With a cutoff of five, I would be choosing a random option for about one in every 20 decisions I made with my algorithm. I picked five as the cutoff because it seemed like a reasonable frequency for occasional randomness. For go-getters, there are further optimization processes for deciding what cutoff to use, or even changing the cutoff value as learning continues. Your best bet is often to try some values and see which is the most effective. Reinforcement learning algorithms sometimes take random actions because they rely on past experience. Always selecting the predicted best option could mean missing out on a better choice that’s never been tried before.
I doubted that this algorithm would truly improve my life. But the optimization framework, backed up by mathematical proofs, peer-reviewed papers, and billions in Silicon Valley revenues, made so much sense to me. How, exactly, would it fall apart in practice?
The first decision? Whether to get up at 8:30 like I’d planned. I turned my alarm off, opened the RNG, and held my breath as it spun and spit out … a 9!
Now the big question: In the past, has sleeping in or getting up on time produced more preferable results for me? My intuition screamed that I should skip any reasoning and just sleep in, but for the sake of fairness, I tried to ignore it and tally up my hazy memories of morning snoozes. The joy of staying in bed was greater than that of an unhurried weekend morning, I decided, as long as I didn’t miss anything important.
I had a group project meeting in the morning and some machine learning reading to finish before it started (“Bayesian Deep Learning via Subnetwork Inference,” anyone?), so I couldn’t sleep for long. The RNG instructed me to decide based on previous experience whether to skip the meeting; I opted to attend. To decide whether to do my reading, I rolled again and got a 5, meaning I would choose randomly between doing the reading and skipping it.

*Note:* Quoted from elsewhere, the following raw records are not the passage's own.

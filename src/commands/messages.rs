//! Chat message navigation commands.
//!
//! The navigator keeps a cursor into the host's message list between layer
//! activations. Reading the current message twice in quick succession spells
//! it instead; that double press is tracked here, per message, and is not tied
//! to the layer being armed.

use std::cell::{Cell, RefCell};
use std::rc::Rc;
use std::time::Duration;

use crate::feedback::{Feedback, FeedbackSink};
use crate::layer::{Clock, RapidRepeatDetector};
use crate::models::HandlerError;

use super::host::{ChatHost, Message};

/// Cursor-based reader over the host's messages.
pub struct MessageNavigator {
    host: Rc<dyn ChatHost>,
    feedback: Rc<dyn FeedbackSink>,
    clock: Rc<dyn Clock>,
    cursor: Cell<Option<usize>>,
    spell: RefCell<RapidRepeatDetector<usize>>,
}

impl MessageNavigator {
    /// Create a navigator; `spell_window` is the read-twice-to-spell window.
    pub fn new(
        host: Rc<dyn ChatHost>,
        feedback: Rc<dyn FeedbackSink>,
        clock: Rc<dyn Clock>,
        spell_window: Duration,
    ) -> Self {
        Self {
            host,
            feedback,
            clock,
            cursor: Cell::new(None),
            spell: RefCell::new(RapidRepeatDetector::new(spell_window)),
        }
    }

    /// Index of the message last read, if any.
    #[must_use]
    pub fn cursor(&self) -> Option<usize> {
        self.cursor.get()
    }

    fn fetch(&self) -> Result<Vec<Message>, HandlerError> {
        let messages = self.host.messages();
        if messages.is_empty() {
            return Err(HandlerError::not_found("Messages"));
        }
        Ok(messages)
    }

    fn speak(&self, index: usize, messages: &[Message]) {
        let index = index.min(messages.len() - 1);
        self.cursor.set(Some(index));
        self.feedback.emit(Feedback::Announce(format!(
            "Message {} of {}. {}",
            index + 1,
            messages.len(),
            messages[index].spoken()
        )));
    }

    /// Jump to the first message.
    pub fn first(&self) -> Result<(), HandlerError> {
        let messages = self.fetch()?;
        self.speak(0, &messages);
        Ok(())
    }

    /// Jump to the last message.
    pub fn last(&self) -> Result<(), HandlerError> {
        let messages = self.fetch()?;
        self.speak(messages.len() - 1, &messages);
        Ok(())
    }

    /// Move to the previous message; at the top, beep and re-read it.
    pub fn previous(&self) -> Result<(), HandlerError> {
        let messages = self.fetch()?;
        match self.cursor.get() {
            Some(cursor) if cursor > 0 => self.speak(cursor - 1, &messages),
            _ => {
                self.feedback.emit(Feedback::WrapBoundary);
                self.speak(0, &messages);
            }
        }
        Ok(())
    }

    /// Move to the next message; at the bottom, beep and re-read it.
    pub fn next(&self) -> Result<(), HandlerError> {
        let messages = self.fetch()?;
        let last = messages.len() - 1;
        match self.cursor.get() {
            None => self.speak(0, &messages),
            Some(cursor) if cursor < last => self.speak(cursor + 1, &messages),
            Some(_) => {
                self.feedback.emit(Feedback::WrapBoundary);
                self.speak(last, &messages);
            }
        }
        Ok(())
    }

    /// Read the current message, or spell it when read twice in a row.
    ///
    /// With no cursor yet the newest message is the current one.
    pub fn current(&self) -> Result<(), HandlerError> {
        let messages = self.fetch()?;
        let target = self
            .cursor
            .get()
            .map_or(messages.len() - 1, |cursor| cursor.min(messages.len() - 1));

        let repeated = self.spell.borrow_mut().observe(target, self.clock.now());
        if repeated {
            self.cursor.set(Some(target));
            self.feedback.emit(Feedback::Spell(messages[target].content.clone()));
        } else {
            self.speak(target, &messages);
        }
        Ok(())
    }

    /// Read the n-th most recent message (1 = newest).
    pub fn recent(&self, n: usize) -> Result<(), HandlerError> {
        let messages = self.fetch()?;
        let Some(index) = messages.len().checked_sub(n) else {
            return Err(HandlerError::Failed(format!(
                "Only {} messages available",
                messages.len()
            )));
        };
        self.speak(index, &messages);
        Ok(())
    }

    /// Jump to the unread marker.
    pub fn unread_marker(&self) -> Result<(), HandlerError> {
        let messages = self.fetch()?;
        let index = self
            .host
            .unread_marker()
            .ok_or_else(|| HandlerError::not_found("Unread marker"))?;
        self.speak(index, &messages);
        self.feedback
            .emit(Feedback::Announce("Unread messages start here.".to_string()));
        Ok(())
    }

    /// Move real focus to the current message.
    pub fn focus_current(&self) -> Result<(), HandlerError> {
        let messages = self.fetch()?;
        let cursor = self
            .cursor
            .get()
            .ok_or_else(|| HandlerError::not_found("Current message"))?;
        let index = cursor.min(messages.len() - 1);
        self.host.focus_message(index)?;
        self.feedback.emit(Feedback::Announce(format!(
            "Focused message {} of {}",
            index + 1,
            messages.len()
        )));
        Ok(())
    }
}

#[cfg(test)]
mod tests {
    use super::*;
    use crate::commands::host::HostAction;
    use crate::feedback::RecordingSink;
    use crate::layer::ManualClock;

    struct Fixed {
        messages: Vec<Message>,
        unread: Option<usize>,
    }

    impl ChatHost for Fixed {
        fn perform(&self, _action: HostAction) -> Result<String, HandlerError> {
            Ok(String::new())
        }
        fn messages(&self) -> Vec<Message> {
            self.messages.clone()
        }
        fn unread_marker(&self) -> Option<usize> {
            self.unread
        }
        fn focus_message(&self, _index: usize) -> Result<(), HandlerError> {
            Ok(())
        }
        fn voice_connected(&self) -> bool {
            false
        }
    }

    fn navigator(count: usize) -> (MessageNavigator, Rc<RecordingSink>, ManualClock) {
        let messages = (1..=count)
            .map(|i| Message::new("Alex", format!("m{i}")))
            .collect();
        let sink = Rc::new(RecordingSink::new());
        let clock = ManualClock::default();
        let nav = MessageNavigator::new(
            Rc::new(Fixed {
                messages,
                unread: Some(1),
            }),
            sink.clone(),
            Rc::new(clock.clone()),
            Duration::from_millis(500),
        );
        (nav, sink, clock)
    }

    #[test]
    fn test_first_last() {
        let (nav, sink, _) = navigator(3);
        nav.last().unwrap();
        nav.first().unwrap();
        assert_eq!(
            sink.announcements(),
            vec![
                "Message 3 of 3. Alex: m3".to_string(),
                "Message 1 of 3. Alex: m1".to_string()
            ]
        );
        assert_eq!(nav.cursor(), Some(0));
    }

    #[test]
    fn test_previous_at_top_beeps() {
        let (nav, sink, _) = navigator(2);
        nav.previous().unwrap();
        assert_eq!(sink.count(&Feedback::WrapBoundary), 1);
        assert_eq!(nav.cursor(), Some(0));
    }

    #[test]
    fn test_next_walks_then_beeps() {
        let (nav, sink, _) = navigator(2);
        nav.next().unwrap();
        nav.next().unwrap();
        assert_eq!(sink.count(&Feedback::WrapBoundary), 0);
        nav.next().unwrap();
        assert_eq!(sink.count(&Feedback::WrapBoundary), 1);
        assert_eq!(nav.cursor(), Some(1));
    }

    #[test]
    fn test_current_twice_spells() {
        let (nav, sink, clock) = navigator(3);
        nav.current().unwrap();
        clock.advance(Duration::from_millis(200));
        nav.current().unwrap();
        clock.advance(Duration::from_millis(100));
        nav.current().unwrap();

        let events = sink.events();
        assert_eq!(events[0], Feedback::Announce("Message 3 of 3. Alex: m3".to_string()));
        assert_eq!(events[1], Feedback::Spell("m3".to_string()));
        assert_eq!(events[2], Feedback::Announce("Message 3 of 3. Alex: m3".to_string()));
    }

    #[test]
    fn test_current_slow_repeat_reads_again() {
        let (nav, sink, clock) = navigator(1);
        nav.current().unwrap();
        clock.advance(Duration::from_millis(700));
        nav.current().unwrap();
        assert_eq!(sink.announcements().len(), 2);
    }

    #[test]
    fn test_current_on_different_message_reads() {
        let (nav, sink, clock) = navigator(3);
        nav.current().unwrap();
        nav.previous().unwrap();
        clock.advance(Duration::from_millis(100));
        nav.current().unwrap();
        assert!(sink.events().iter().all(|f| !matches!(f, Feedback::Spell(_))));
    }

    #[test]
    fn test_recent() {
        let (nav, sink, _) = navigator(3);
        nav.recent(1).unwrap();
        nav.recent(3).unwrap();
        assert_eq!(
            sink.announcements(),
            vec![
                "Message 3 of 3. Alex: m3".to_string(),
                "Message 1 of 3. Alex: m1".to_string()
            ]
        );
        assert_eq!(
            nav.recent(4),
            Err(HandlerError::Failed("Only 3 messages available".to_string()))
        );
    }

    #[test]
    fn test_empty_list_not_found() {
        let (nav, _, _) = navigator(0);
        assert_eq!(nav.first(), Err(HandlerError::not_found("Messages")));
        assert_eq!(nav.current(), Err(HandlerError::not_found("Messages")));
    }

    #[test]
    fn test_unread_and_focus() {
        let (nav, sink, _) = navigator(3);
        assert_eq!(nav.focus_current(), Err(HandlerError::not_found("Current message")));
        nav.unread_marker().unwrap();
        assert_eq!(nav.cursor(), Some(1));
        nav.focus_current().unwrap();
        assert_eq!(
            sink.announcements().last().map(String::as_str),
            Some("Focused message 2 of 3")
        );
    }
}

It was such a small decision, but I was surprisingly nervous as I prepared to roll another random number on my phone. If I got a 50 or lower, I would skip the reading to honor the “exploration” component of the decision-making algorithm, but I didn’t really want to. Apparently, shirking your reading is only fun when you do it on purpose.
I pressed the GENERATE button.
65. I would read after all.
I wrote out a list of options for how to spend the swath of free time I now faced. I could walk to a distant café I’d been wanting to try, call home, start some schoolwork, look at PhD programs to apply to, go down an irrelevant internet rabbit hole, or take a nap. A high number came out of the RNG—I would need to make a data-driven decision about what to do.
This was the day’s first decision more complicated than yes or no, and the moment I began puzzling over how “preferable” each option was, it became clear that I had no way to make an accurate estimation. When an AI agent following an algorithm like mine makes decisions, computer scientists have already told it what qualifies as “preferable.” They translate what the agent experiences into a reward score, which the AI then tries to maximize, like “time survived in a video game” or “money earned on the stock market.” Reward functions can be tricky to define, though. An intelligent cleaning robot is a classic example. If you instruct the robot to simply maximize pieces of trash thrown away, it could learn to knock over the trash can and put the same trash away again to increase its score.